Collected data
=======

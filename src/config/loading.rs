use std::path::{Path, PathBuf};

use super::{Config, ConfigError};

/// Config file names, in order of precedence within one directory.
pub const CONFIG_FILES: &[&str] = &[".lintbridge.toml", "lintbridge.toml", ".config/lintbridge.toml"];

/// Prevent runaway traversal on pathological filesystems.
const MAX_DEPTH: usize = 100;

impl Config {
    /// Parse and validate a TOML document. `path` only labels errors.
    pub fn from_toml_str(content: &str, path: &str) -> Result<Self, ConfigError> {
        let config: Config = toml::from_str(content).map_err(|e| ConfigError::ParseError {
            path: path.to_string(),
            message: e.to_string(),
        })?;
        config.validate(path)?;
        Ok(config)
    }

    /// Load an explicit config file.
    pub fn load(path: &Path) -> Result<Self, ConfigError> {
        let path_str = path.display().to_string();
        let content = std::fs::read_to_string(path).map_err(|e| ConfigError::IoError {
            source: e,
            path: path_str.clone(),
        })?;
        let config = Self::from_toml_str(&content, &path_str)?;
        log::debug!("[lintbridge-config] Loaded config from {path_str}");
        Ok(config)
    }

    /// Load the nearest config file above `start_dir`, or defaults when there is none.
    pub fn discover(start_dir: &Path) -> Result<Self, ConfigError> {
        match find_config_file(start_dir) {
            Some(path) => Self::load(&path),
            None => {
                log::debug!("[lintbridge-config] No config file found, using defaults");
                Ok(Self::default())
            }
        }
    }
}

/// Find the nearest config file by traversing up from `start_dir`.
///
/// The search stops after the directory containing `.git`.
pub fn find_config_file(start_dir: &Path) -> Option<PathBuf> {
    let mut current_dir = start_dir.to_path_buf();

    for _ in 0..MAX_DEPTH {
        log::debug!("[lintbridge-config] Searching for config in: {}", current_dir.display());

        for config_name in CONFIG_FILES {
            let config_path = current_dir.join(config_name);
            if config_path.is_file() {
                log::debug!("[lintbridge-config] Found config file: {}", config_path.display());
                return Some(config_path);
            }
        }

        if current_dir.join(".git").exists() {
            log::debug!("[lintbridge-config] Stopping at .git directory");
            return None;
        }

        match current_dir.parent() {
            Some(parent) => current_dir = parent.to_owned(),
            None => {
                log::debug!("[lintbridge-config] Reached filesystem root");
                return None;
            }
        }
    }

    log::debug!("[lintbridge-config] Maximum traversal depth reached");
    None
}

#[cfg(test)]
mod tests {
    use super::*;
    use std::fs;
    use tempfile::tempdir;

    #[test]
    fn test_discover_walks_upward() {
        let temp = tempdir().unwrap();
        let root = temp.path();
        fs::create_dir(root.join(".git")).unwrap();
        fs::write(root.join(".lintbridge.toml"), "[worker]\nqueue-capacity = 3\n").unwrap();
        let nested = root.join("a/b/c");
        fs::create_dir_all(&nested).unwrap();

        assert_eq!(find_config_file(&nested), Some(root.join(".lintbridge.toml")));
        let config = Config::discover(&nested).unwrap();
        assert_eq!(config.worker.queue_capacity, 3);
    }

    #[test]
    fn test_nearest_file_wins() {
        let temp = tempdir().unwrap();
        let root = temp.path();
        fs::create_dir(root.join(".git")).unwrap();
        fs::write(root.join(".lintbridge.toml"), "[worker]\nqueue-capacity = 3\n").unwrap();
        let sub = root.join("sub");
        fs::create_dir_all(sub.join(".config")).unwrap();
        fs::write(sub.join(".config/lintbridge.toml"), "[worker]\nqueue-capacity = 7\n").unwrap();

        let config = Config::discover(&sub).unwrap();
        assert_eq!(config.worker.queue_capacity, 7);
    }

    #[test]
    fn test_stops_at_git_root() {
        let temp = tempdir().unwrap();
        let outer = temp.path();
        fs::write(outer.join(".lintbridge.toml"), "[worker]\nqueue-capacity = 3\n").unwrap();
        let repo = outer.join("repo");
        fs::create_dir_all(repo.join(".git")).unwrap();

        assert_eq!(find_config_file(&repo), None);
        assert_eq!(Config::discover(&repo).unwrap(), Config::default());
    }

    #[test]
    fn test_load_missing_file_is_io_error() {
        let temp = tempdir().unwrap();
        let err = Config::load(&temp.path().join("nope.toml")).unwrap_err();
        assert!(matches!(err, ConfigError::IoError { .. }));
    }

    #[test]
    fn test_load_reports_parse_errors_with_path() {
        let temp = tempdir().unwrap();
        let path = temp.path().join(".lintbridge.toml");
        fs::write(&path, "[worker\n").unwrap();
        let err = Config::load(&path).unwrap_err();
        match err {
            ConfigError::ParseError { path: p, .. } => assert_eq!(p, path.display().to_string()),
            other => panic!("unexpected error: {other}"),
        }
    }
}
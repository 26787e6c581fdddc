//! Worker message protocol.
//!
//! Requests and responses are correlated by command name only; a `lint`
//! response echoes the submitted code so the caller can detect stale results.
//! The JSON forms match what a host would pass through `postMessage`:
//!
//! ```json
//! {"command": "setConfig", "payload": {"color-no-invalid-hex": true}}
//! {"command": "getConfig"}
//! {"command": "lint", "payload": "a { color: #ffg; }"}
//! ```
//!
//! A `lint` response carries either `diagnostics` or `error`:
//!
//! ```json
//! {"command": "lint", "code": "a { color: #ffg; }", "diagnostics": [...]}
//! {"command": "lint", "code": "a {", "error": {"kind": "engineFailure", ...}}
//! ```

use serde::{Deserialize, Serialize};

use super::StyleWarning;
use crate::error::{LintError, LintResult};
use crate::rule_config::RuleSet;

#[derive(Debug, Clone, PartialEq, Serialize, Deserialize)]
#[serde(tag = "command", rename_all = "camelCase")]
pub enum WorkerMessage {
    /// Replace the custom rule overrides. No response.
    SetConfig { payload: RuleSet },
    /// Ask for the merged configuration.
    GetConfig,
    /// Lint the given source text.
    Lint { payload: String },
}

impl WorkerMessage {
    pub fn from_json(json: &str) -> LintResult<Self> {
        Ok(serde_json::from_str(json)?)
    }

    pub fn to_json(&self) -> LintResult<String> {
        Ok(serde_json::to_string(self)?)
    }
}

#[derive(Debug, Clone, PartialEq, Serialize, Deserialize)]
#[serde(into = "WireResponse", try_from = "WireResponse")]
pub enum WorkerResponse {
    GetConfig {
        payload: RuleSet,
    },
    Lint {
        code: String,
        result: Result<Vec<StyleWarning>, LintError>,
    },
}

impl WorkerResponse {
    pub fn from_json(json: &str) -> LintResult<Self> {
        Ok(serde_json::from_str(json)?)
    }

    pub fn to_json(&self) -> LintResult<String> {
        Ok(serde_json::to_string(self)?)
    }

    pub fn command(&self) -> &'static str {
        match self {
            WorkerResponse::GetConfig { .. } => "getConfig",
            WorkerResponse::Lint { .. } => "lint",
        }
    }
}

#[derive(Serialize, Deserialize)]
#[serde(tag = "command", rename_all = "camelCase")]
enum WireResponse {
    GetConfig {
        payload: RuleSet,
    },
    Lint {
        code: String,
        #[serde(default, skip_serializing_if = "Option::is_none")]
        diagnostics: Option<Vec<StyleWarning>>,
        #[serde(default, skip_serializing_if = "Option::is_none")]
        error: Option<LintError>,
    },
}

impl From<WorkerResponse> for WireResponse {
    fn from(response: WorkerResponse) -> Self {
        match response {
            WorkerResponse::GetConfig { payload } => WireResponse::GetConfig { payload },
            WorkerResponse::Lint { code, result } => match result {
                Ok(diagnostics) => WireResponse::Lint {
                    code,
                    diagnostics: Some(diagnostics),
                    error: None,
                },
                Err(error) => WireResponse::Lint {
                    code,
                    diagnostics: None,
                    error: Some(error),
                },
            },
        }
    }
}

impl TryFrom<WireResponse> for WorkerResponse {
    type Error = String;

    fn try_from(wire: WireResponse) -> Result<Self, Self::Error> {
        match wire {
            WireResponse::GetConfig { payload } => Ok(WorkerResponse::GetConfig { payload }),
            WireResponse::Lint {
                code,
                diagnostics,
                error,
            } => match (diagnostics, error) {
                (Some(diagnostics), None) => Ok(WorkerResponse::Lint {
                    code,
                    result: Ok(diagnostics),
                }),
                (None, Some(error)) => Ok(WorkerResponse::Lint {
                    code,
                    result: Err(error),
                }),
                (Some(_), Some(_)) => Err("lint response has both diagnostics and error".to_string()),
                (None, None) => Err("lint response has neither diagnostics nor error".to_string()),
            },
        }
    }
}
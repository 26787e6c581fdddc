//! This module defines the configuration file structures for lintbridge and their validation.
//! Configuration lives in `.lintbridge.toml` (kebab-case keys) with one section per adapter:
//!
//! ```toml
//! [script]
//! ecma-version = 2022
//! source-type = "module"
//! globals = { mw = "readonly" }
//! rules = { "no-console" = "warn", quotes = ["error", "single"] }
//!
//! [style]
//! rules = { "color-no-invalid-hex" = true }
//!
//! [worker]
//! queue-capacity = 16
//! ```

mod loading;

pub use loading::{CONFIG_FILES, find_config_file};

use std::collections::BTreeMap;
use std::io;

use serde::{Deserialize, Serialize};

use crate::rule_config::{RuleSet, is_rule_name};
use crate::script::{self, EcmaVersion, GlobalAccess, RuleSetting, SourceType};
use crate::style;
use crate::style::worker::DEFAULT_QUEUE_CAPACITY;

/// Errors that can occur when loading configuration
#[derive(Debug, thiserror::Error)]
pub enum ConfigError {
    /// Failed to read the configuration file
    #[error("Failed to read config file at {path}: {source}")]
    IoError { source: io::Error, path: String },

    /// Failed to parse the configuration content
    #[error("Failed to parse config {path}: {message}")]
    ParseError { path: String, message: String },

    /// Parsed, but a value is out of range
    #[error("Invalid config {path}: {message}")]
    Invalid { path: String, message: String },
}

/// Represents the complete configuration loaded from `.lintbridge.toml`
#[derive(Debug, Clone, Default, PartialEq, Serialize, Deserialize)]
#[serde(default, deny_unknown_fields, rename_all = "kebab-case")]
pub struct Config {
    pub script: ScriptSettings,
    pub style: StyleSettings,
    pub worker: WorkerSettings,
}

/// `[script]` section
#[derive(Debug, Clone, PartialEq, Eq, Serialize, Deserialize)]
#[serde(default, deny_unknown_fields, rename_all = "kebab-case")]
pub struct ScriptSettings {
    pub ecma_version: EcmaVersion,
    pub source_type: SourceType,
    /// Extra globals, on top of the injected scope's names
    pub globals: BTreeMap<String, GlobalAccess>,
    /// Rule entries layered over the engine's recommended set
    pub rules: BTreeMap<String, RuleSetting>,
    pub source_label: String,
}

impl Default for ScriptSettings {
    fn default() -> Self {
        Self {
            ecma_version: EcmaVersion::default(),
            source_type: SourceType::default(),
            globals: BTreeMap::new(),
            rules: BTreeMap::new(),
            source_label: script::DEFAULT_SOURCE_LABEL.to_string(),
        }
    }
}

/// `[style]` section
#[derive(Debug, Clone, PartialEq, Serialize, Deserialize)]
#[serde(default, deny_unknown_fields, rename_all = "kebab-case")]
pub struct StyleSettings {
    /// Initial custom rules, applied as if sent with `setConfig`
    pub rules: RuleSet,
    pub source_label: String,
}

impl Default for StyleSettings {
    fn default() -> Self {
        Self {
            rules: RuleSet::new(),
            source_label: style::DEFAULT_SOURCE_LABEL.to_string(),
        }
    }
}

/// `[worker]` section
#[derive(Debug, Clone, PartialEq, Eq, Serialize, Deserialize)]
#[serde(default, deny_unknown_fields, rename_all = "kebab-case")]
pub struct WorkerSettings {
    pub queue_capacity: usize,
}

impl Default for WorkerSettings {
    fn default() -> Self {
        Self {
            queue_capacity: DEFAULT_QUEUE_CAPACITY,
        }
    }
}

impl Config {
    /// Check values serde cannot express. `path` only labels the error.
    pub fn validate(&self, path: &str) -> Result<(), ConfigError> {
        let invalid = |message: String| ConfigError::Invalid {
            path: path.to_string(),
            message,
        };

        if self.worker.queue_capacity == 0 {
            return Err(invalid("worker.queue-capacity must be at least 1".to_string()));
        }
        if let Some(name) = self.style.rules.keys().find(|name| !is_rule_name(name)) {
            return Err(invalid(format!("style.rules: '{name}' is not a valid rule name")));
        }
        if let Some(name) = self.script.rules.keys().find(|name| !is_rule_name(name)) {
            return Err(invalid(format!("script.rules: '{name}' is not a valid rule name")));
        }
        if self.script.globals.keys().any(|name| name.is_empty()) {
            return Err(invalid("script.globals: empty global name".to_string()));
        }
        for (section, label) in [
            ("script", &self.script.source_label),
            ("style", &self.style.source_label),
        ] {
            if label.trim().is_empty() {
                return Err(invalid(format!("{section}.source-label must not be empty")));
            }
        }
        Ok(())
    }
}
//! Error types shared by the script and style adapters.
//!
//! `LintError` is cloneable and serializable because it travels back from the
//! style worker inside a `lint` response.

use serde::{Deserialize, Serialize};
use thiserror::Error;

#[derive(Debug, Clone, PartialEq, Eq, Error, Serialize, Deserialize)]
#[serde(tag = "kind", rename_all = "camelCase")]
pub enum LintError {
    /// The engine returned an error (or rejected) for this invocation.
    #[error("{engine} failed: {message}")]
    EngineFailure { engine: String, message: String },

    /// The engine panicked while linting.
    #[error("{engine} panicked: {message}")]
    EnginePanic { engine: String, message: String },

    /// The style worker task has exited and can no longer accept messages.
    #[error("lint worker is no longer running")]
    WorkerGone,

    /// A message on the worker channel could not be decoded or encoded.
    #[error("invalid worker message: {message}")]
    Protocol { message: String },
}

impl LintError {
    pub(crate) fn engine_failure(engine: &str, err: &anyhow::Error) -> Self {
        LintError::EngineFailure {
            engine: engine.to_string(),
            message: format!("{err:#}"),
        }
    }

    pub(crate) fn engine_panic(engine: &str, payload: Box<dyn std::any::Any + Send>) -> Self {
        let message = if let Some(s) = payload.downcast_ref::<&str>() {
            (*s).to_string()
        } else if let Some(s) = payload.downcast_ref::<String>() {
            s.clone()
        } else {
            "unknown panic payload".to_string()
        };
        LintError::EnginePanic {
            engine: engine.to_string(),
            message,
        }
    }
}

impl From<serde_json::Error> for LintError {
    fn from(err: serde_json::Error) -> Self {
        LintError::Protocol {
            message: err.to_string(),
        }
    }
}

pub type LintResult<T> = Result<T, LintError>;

=======

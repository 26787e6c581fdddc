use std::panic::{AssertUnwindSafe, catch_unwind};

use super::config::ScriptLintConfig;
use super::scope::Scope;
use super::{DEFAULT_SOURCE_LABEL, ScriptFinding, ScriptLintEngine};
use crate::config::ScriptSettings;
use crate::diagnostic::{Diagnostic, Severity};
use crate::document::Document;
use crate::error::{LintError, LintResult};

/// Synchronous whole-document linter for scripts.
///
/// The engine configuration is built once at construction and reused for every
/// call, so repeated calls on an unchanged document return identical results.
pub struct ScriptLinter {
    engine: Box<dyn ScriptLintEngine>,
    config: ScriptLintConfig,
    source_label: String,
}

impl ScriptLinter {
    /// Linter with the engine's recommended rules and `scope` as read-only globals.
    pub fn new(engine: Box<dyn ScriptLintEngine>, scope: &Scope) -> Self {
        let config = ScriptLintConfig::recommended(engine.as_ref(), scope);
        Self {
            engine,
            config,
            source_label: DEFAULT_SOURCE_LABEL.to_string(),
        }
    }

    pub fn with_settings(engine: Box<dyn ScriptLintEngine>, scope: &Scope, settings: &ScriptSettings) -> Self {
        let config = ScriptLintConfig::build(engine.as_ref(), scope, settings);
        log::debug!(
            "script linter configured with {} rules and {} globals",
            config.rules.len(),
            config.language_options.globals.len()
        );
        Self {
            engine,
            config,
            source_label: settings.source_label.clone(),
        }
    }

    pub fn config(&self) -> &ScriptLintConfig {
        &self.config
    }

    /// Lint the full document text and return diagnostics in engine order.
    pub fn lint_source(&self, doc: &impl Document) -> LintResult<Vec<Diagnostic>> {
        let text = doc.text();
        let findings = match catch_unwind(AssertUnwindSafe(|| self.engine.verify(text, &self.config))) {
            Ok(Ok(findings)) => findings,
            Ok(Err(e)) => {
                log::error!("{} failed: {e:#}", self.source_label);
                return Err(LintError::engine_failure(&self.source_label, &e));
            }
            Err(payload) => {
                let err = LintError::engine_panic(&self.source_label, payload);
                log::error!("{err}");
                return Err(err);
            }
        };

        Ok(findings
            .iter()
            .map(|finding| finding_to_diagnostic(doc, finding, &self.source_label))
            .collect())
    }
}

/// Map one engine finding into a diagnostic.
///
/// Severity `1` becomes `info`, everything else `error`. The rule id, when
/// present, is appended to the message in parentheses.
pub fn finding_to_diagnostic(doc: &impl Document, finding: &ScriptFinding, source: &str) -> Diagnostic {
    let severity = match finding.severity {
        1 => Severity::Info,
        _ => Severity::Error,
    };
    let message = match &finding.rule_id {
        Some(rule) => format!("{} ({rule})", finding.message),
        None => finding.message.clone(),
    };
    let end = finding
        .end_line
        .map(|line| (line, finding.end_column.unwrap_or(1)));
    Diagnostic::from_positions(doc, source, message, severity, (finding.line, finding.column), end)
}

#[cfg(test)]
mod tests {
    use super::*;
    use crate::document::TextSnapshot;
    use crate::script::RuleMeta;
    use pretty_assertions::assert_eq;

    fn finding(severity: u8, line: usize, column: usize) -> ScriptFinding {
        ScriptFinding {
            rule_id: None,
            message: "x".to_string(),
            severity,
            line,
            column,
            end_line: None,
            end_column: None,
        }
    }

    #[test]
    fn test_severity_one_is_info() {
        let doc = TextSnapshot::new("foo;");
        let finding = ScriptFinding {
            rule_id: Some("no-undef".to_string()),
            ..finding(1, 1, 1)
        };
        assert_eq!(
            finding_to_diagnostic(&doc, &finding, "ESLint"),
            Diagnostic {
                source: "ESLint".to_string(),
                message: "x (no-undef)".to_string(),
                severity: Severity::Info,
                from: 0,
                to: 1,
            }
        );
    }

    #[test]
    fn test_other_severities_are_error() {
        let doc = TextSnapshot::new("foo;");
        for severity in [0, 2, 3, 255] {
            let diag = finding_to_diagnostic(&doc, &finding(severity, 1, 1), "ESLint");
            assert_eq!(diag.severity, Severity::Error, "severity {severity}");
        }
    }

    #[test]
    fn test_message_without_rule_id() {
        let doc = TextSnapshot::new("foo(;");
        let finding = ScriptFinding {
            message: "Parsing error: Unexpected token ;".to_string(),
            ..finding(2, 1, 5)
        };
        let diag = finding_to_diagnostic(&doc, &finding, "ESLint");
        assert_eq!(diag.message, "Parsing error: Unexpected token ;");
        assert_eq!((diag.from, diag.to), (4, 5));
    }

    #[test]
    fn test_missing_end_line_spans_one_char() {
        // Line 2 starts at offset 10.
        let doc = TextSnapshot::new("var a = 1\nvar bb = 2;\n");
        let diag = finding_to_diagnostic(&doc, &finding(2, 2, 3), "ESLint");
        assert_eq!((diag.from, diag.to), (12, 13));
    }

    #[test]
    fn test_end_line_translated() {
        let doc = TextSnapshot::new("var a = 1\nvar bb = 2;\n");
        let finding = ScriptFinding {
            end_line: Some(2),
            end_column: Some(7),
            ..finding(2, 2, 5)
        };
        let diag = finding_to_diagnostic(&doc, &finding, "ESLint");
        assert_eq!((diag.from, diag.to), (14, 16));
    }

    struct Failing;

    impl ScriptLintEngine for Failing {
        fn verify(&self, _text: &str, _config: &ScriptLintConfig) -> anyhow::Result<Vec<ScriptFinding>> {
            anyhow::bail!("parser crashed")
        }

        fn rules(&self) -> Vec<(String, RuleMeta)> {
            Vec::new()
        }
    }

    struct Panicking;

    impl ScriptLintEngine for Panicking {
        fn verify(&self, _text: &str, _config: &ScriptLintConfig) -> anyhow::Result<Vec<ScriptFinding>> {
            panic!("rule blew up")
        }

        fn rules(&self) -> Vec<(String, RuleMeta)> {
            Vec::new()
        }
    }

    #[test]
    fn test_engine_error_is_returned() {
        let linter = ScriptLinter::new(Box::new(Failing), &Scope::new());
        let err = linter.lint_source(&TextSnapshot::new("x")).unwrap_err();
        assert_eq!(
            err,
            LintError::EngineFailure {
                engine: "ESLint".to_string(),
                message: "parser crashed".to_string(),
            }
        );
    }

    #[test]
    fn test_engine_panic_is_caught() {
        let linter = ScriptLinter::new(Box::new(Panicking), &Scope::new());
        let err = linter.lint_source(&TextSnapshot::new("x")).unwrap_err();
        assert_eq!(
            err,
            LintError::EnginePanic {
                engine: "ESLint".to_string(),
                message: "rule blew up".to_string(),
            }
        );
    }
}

=======

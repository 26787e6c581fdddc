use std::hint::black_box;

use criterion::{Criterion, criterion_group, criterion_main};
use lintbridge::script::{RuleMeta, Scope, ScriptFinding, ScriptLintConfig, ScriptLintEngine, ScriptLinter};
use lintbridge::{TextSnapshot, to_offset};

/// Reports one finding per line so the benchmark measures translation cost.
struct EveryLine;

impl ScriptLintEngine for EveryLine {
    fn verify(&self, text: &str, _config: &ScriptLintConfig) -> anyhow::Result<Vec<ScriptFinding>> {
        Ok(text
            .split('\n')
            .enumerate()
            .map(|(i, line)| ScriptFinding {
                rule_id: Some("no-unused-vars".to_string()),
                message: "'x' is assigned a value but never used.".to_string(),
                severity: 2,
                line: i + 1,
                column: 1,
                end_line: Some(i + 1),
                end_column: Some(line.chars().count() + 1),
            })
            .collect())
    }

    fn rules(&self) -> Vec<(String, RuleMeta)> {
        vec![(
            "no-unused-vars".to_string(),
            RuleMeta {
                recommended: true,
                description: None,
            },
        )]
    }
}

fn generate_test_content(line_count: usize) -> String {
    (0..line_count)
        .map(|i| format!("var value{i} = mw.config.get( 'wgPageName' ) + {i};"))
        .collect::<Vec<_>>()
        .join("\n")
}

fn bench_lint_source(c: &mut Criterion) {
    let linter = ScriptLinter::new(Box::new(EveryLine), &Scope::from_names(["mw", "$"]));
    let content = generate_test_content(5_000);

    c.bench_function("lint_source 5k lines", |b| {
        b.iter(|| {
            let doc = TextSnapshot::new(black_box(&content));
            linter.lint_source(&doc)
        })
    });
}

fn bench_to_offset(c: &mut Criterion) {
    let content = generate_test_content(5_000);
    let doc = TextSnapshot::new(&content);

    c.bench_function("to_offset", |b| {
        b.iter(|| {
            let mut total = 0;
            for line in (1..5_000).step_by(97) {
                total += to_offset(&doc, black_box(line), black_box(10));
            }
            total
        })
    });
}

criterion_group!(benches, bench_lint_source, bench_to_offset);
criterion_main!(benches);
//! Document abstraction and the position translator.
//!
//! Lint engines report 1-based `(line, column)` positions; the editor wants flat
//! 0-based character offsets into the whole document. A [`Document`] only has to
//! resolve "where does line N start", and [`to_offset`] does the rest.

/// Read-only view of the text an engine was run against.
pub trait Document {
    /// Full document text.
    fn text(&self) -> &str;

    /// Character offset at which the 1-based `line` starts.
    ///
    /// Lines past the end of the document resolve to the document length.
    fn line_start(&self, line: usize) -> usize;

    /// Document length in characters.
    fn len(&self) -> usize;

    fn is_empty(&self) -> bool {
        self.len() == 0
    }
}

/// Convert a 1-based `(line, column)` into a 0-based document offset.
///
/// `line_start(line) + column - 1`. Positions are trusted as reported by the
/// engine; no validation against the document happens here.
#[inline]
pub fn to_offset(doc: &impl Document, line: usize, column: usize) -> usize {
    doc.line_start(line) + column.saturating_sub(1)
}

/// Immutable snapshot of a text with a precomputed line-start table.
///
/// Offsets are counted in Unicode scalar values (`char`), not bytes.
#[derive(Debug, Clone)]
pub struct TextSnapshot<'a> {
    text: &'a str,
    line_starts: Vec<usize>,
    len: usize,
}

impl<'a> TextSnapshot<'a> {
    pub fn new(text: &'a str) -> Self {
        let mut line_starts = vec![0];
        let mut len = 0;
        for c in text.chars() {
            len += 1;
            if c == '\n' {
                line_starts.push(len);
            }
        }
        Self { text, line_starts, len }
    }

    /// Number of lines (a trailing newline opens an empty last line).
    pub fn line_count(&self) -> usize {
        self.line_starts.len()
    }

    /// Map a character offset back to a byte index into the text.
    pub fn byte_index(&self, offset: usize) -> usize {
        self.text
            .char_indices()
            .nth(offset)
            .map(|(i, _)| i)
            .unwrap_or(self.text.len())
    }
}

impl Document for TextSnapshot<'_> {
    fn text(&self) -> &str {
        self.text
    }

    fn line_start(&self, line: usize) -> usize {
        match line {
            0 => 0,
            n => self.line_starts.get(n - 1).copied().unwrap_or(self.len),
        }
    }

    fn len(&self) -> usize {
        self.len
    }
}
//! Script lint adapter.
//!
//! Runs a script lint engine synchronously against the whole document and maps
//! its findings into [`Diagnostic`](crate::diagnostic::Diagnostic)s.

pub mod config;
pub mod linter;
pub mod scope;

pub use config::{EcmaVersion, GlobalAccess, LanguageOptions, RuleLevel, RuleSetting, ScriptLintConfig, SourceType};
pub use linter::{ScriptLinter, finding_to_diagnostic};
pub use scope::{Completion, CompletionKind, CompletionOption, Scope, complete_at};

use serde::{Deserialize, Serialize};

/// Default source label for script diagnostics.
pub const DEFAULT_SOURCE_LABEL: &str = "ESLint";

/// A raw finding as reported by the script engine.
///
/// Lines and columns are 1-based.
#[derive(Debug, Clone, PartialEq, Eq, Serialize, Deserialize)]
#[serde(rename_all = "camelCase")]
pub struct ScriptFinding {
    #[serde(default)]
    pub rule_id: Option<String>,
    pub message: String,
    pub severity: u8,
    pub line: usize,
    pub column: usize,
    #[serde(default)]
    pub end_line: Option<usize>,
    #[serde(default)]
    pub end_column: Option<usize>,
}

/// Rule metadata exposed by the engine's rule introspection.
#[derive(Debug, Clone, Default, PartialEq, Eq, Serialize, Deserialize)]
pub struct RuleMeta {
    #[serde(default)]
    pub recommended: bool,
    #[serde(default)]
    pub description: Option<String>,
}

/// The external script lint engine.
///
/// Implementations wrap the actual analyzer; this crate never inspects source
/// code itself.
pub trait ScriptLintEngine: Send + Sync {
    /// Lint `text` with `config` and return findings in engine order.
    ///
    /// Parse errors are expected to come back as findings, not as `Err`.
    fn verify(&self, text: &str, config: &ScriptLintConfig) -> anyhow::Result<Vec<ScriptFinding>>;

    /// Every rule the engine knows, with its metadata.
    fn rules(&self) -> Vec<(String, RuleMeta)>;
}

=======

**Task item**
All lines above from the one containing "finding_to_diagnostic(doc, finding, &self.source_label))" to the one containing "use pretty_assertions::assert_eq;" must be repeated exactly, both lines included, and no others.

**Solution for this exercise**
            .map(|finding| finding_to_diagnostic(doc, finding, &self.source_label))
            .collect())
    }
}

/// Map one engine finding into a diagnostic.
///
/// Severity `1` becomes `info`, everything else `error`. The rule id, when
/// present, is appended to the message in parentheses.
pub fn finding_to_diagnostic(doc: &impl Document, finding: &ScriptFinding, source: &str) -> Diagnostic {
    let severity = match finding.severity {
        1 => Severity::Info,
        _ => Severity::Error,
    };
    let message = match &finding.rule_id {
        Some(rule) => format!("{} ({rule})", finding.message),
        None => finding.message.clone(),
    };
    let end = finding
        .end_line
        .map(|line| (line, finding.end_column.unwrap_or(1)));
    Diagnostic::from_positions(doc, source, message, severity, (finding.line, finding.column), end)
}

#[cfg(test)]
mod tests {
    use super::*;
    use crate::document::TextSnapshot;
    use crate::script::RuleMeta;
    use pretty_assertions::assert_eq;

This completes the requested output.